Lesson: Sputum full of neutrophils indicates 'a good quality specimen' and with negative cultures should alert the physician to look for non-bacterial causes.
The radiographic features of blastomycosis are highly variable and no one pattern exists, making differential diagnosis from other bacterial, fungal and neoplastic disease difficult. Often initial radiographic presentation tends to be localized airspace disease characterized by patchy and confluent airspace opacities with indistinct borders, in a segmental, subsegmental, or non-segmental distribution. Due to these radiographic features and clinical presentation of fever, chills and productive cough, the initial diagnosis of blastomycosis is often overlooked in favor of a diagnosis of bacterial pneumonia. In chronic form, when presents as a focal mass it mimics bronchogenic carcinoma prompting additional tests such as needle biopsy and even a lobectomy[1, 5].
Treatment of blastomycosis depends on the clinical presentation and presence or absence of extra-pulmonary manifestations. Patients with mild pulmonary disease whose symptoms are resolving at time of diagnosis require observation. All other patients with symptomatic pulmonary disease or extrapulmonary disease require antifungal therapy. amphotericin B is recommended for patients with severe acute pulmonary disease [as in the cases presented], with associated ARDS, immunocompromised hosts and in those with central nervous system involvement. Oral azoles – Itraconazole or fluconazole are recommended for mild to moderate acute, subacute or chronic pulmonary and disseminated forms and after intravenous amphotericin B therapy in severe cases. A 6 to12 months of therapy with antifungal agents is often required.

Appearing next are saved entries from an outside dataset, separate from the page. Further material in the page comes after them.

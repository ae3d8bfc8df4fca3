pub mod client;
pub mod enrich;
pub mod error;
pub mod link;
pub mod pulls;
pub mod types;

pub use client::{create_client, install_crypto_provider, GitHubClient, DEFAULT_API_URL};
pub use enrich::enrich_pull_requests;
pub use error::FetchError;
pub use link::parse_link_header;
pub use pulls::PullsPage;
pub use types::{PrState, PullRequest, RepoId};
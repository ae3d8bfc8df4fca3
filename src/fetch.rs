use serde::{Deserialize, Serialize};

use crate::github::{enrich_pull_requests, FetchError, GitHubClient, PullRequest, RepoId};

/// Largest `per_page` the GitHub listing endpoint honours
pub const MAX_PER_PAGE: u32 = 100;
/// Default ceiling on listing pages per fetch (500 PRs at 100 per page)
pub const DEFAULT_MAX_PAGES: u32 = 5;

/// How the driver decides there is another page to request
#[derive(Debug, Clone, Copy, Default, PartialEq, Eq, Deserialize, Serialize)]
#[serde(rename_all = "lowercase")]
pub enum PaginationStrategy {
    /// Request pages 1, 2, ... until a short page or the page ceiling
    #[default]
    Ceiling,
    /// Follow `rel="next"` from the Link header, still bounded by the ceiling
    Link,
}

#[derive(Debug, Clone, PartialEq, Eq)]
pub struct FetchOptions {
    pub per_page: u32,
    pub max_pages: u32,
    pub strategy: PaginationStrategy,
    pub enrich: bool,
}

impl Default for FetchOptions {
    fn default() -> Self {
        Self {
            per_page: MAX_PER_PAGE,
            max_pages: DEFAULT_MAX_PAGES,
            strategy: PaginationStrategy::default(),
            enrich: false,
        }
    }
}

/// Fetch every PR of `repo`, in the order GitHub lists them.
///
/// Pages are requested one at a time. The first failing page aborts the whole
/// fetch and the records gathered so far are dropped.
pub async fn fetch_pull_requests(
    client: &GitHubClient,
    repo: &RepoId,
    options: &FetchOptions,
) -> Result<Vec<PullRequest>, FetchError> {
    let per_page = options.per_page.clamp(1, MAX_PER_PAGE);
    let max_pages = options.max_pages.max(1);

    let mut all_prs = Vec::new();
    let mut url = client.pulls_url(repo, per_page, 1);

    for page_number in 1..=max_pages {
        let page = client.get_pulls_page(&url).await?;
        log::debug!(
            "{} page {}: {} PRs ({} on the wire)",
            repo,
            page_number,
            page.items.len(),
            page.raw_len
        );

        let next_url = match options.strategy {
            PaginationStrategy::Ceiling => {
                // A short page means GitHub has nothing further
                if page.raw_len < per_page as usize {
                    None
                } else {
                    Some(client.pulls_url(repo, per_page, page_number + 1))
                }
            }
            PaginationStrategy::Link => page.links.get("next").cloned(),
        };

        all_prs.extend(page.items);

        match next_url {
            Some(next) => url = next,
            None => break,
        }
    }

    log::debug!(
        "Fetched {} PRs for {} from {}",
        all_prs.len(),
        repo,
        client.base_url()
    );

    if options.enrich {
        if let Some(octocrab) = client.octocrab() {
            all_prs = enrich_pull_requests(octocrab, repo, all_prs).await;
        }
    }

    Ok(all_prs)
}

#[cfg(test)]
mod tests {
    use super::*;
    use crate::github::create_client;
    use serde_json::json;
    use std::time::Duration;
    use wiremock::matchers::{method, path, query_param};
    use wiremock::{Mock, MockServer, ResponseTemplate};

    const PULLS_PATH: &str = "/repos/owner/repo/pulls";

    fn pr_page(start: u64, count: u64) -> serde_json::Value {
        let items: Vec<_> = (start..start + count)
            .map(|n| {
                json!({
                    "number": n,
                    "title": format!("PR {}", n),
                    "user": { "login": "octocat" },
                    "state": if n % 2 == 0 { "open" } else { "closed" },
                    "html_url": format!("https://github.com/owner/repo/pull/{}", n),
                    "created_at": "2024-01-01T00:00:00Z",
                    "closed_at": null
                })
            })
            .collect();
        serde_json::Value::Array(items)
    }

    async fn mount_page(server: &MockServer, page: u32, body: ResponseTemplate, expected_calls: u64) {
        Mock::given(method("GET"))
            .and(path(PULLS_PATH))
            .and(query_param("state", "all"))
            .and(query_param("page", page.to_string()))
            .respond_with(body)
            .expect(expected_calls)
            .mount(server)
            .await;
    }

    fn repo() -> RepoId {
        RepoId::parse("owner/repo").unwrap()
    }

    async fn client_for(server: &MockServer) -> GitHubClient {
        create_client(&server.uri(), Duration::from_secs(5), false).unwrap()
    }

    #[tokio::test]
    async fn test_stops_after_short_page() {
        let server = MockServer::start().await;
        mount_page(&server, 1, ResponseTemplate::new(200).set_body_json(pr_page(1, 100)), 1).await;
        mount_page(&server, 2, ResponseTemplate::new(200).set_body_json(pr_page(101, 100)), 1).await;
        mount_page(&server, 3, ResponseTemplate::new(200).set_body_json(pr_page(201, 50)), 1).await;
        mount_page(&server, 4, ResponseTemplate::new(200).set_body_json(pr_page(251, 1)), 0).await;

        let client = client_for(&server).await;
        let prs = fetch_pull_requests(&client, &repo(), &FetchOptions::default())
            .await
            .unwrap();

        assert_eq!(prs.len(), 250);
        // Concatenated in page order
        assert_eq!(prs[0].number, 1);
        assert_eq!(prs[100].number, 101);
        assert_eq!(prs[249].number, 250);

        server.verify().await;
    }

    #[tokio::test]
    async fn test_stops_at_page_ceiling() {
        let server = MockServer::start().await;
        for page in 1..=5 {
            let start = (page as u64 - 1) * 100 + 1;
            mount_page(&server, page, ResponseTemplate::new(200).set_body_json(pr_page(start, 100)), 1)
                .await;
        }
        mount_page(&server, 6, ResponseTemplate::new(200).set_body_json(pr_page(501, 100)), 0).await;

        let client = client_for(&server).await;
        let prs = fetch_pull_requests(&client, &repo(), &FetchOptions::default())
            .await
            .unwrap();

        assert_eq!(prs.len(), 500);
        server.verify().await;
    }

    #[tokio::test]
    async fn test_empty_repository() {
        let server = MockServer::start().await;
        mount_page(&server, 1, ResponseTemplate::new(200).set_body_json(json!([])), 1).await;
        mount_page(&server, 2, ResponseTemplate::new(200).set_body_json(json!([])), 0).await;

        let client = client_for(&server).await;
        let prs = fetch_pull_requests(&client, &repo(), &FetchOptions::default())
            .await
            .unwrap();

        assert!(prs.is_empty());
        server.verify().await;
    }

    #[tokio::test]
    async fn test_rate_limit_on_second_page_discards_everything() {
        let server = MockServer::start().await;
        mount_page(&server, 1, ResponseTemplate::new(200).set_body_json(pr_page(1, 100)), 1).await;
        mount_page(
            &server,
            2,
            ResponseTemplate::new(403).set_body_json(json!({ "message": "API rate limit exceeded" })),
            1,
        )
        .await;
        mount_page(&server, 3, ResponseTemplate::new(200).set_body_json(pr_page(201, 10)), 0).await;

        let client = client_for(&server).await;
        let result = fetch_pull_requests(&client, &repo(), &FetchOptions::default()).await;

        match result {
            Err(err) => assert!(err.is_rate_limited(), "unexpected error: {:?}", err),
            Ok(prs) => panic!("expected rate limit error, got {} PRs", prs.len()),
        }
        server.verify().await;
    }

    #[tokio::test]
    async fn test_server_error_carries_status_and_reason() {
        let server = MockServer::start().await;
        mount_page(&server, 1, ResponseTemplate::new(500), 1).await;

        let client = client_for(&server).await;
        let err = fetch_pull_requests(&client, &repo(), &FetchOptions::default())
            .await
            .unwrap_err();

        assert_eq!(
            err,
            FetchError::Api {
                status: 500,
                reason: "Internal Server Error".to_string()
            }
        );
    }

    #[tokio::test]
    async fn test_link_strategy_follows_next() {
        let server = MockServer::start().await;
        let next = format!("{}{}?state=all&per_page=2&page=2", server.uri(), PULLS_PATH);
        mount_page(
            &server,
            1,
            ResponseTemplate::new(200)
                .set_body_json(pr_page(1, 2))
                .insert_header("Link", format!("<{}>; rel=\"next\"", next)),
            1,
        )
        .await;
        // Full page but no next link: the link strategy stops here
        mount_page(&server, 2, ResponseTemplate::new(200).set_body_json(pr_page(3, 2)), 1).await;
        mount_page(&server, 3, ResponseTemplate::new(200).set_body_json(pr_page(5, 2)), 0).await;

        let client = client_for(&server).await;
        let options = FetchOptions {
            per_page: 2,
            strategy: PaginationStrategy::Link,
            ..FetchOptions::default()
        };
        let prs = fetch_pull_requests(&client, &repo(), &options).await.unwrap();

        let numbers: Vec<u64> = prs.iter().map(|pr| pr.number).collect();
        assert_eq!(numbers, vec![1, 2, 3, 4]);
        server.verify().await;
    }

    #[tokio::test]
    async fn test_link_strategy_respects_ceiling() {
        let server = MockServer::start().await;
        for page in 1..=3u32 {
            let next = format!("{}{}?state=all&per_page=1&page={}", server.uri(), PULLS_PATH, page + 1);
            let expected = if page <= 2 { 1 } else { 0 };
            mount_page(
                &server,
                page,
                ResponseTemplate::new(200)
                    .set_body_json(pr_page(page as u64, 1))
                    .insert_header("Link", format!("<{}>; rel=\"next\"", next)),
                expected,
            )
            .await;
        }

        let client = client_for(&server).await;
        let options = FetchOptions {
            per_page: 1,
            max_pages: 2,
            strategy: PaginationStrategy::Link,
            enrich: false,
        };
        let prs = fetch_pull_requests(&client, &repo(), &options).await.unwrap();

        assert_eq!(prs.len(), 2);
        server.verify().await;
    }

    #[test]
    fn test_strategy_deserializes_lowercase() {
        let strategy: PaginationStrategy = serde_json::from_str("\"link\"").unwrap();
        assert_eq!(strategy, PaginationStrategy::Link);
        assert_eq!(PaginationStrategy::default(), PaginationStrategy::Ceiling);
    }
}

The prognosis for most patients with mild to moderate pulmonary disease with or without dissemination is good provided that antifungal therapy is initiated promptly after diagnosis. Mortality is about 10% in patients with severe pulmonary disease without ARDS but reaches close to 90% in patients with associated ARDS.
There are no specific prevention strategies. However, activities that bring individuals closer to rotting wood or moist soil near water are associated with a greater risk and a high-index of suspicion especially in endemic areas with early and appropriate testing is important. Soil testing, even in endemic areas, is neither cost-effective nor reliable and is not recommended.
Visit to cottages and lakes, is a paradise for most Canadians where they spend most of their summers relaxing and participating in outdoor activities that may expose them to Blastomyces dermatitidis. The five cases presented here are not to illustrate the drawbacks of these activities but to increase the awareness of blastomycosis to the public, visitors to endemic areas and healthcare providers. It is important for the patients to provide their history of stay at the cottages and lakes and contact with wet soil and decaying woods and for the physicians to be vigilant and consider this diagnosis early and request appropriate testing to reduce associated morbidity and mortality.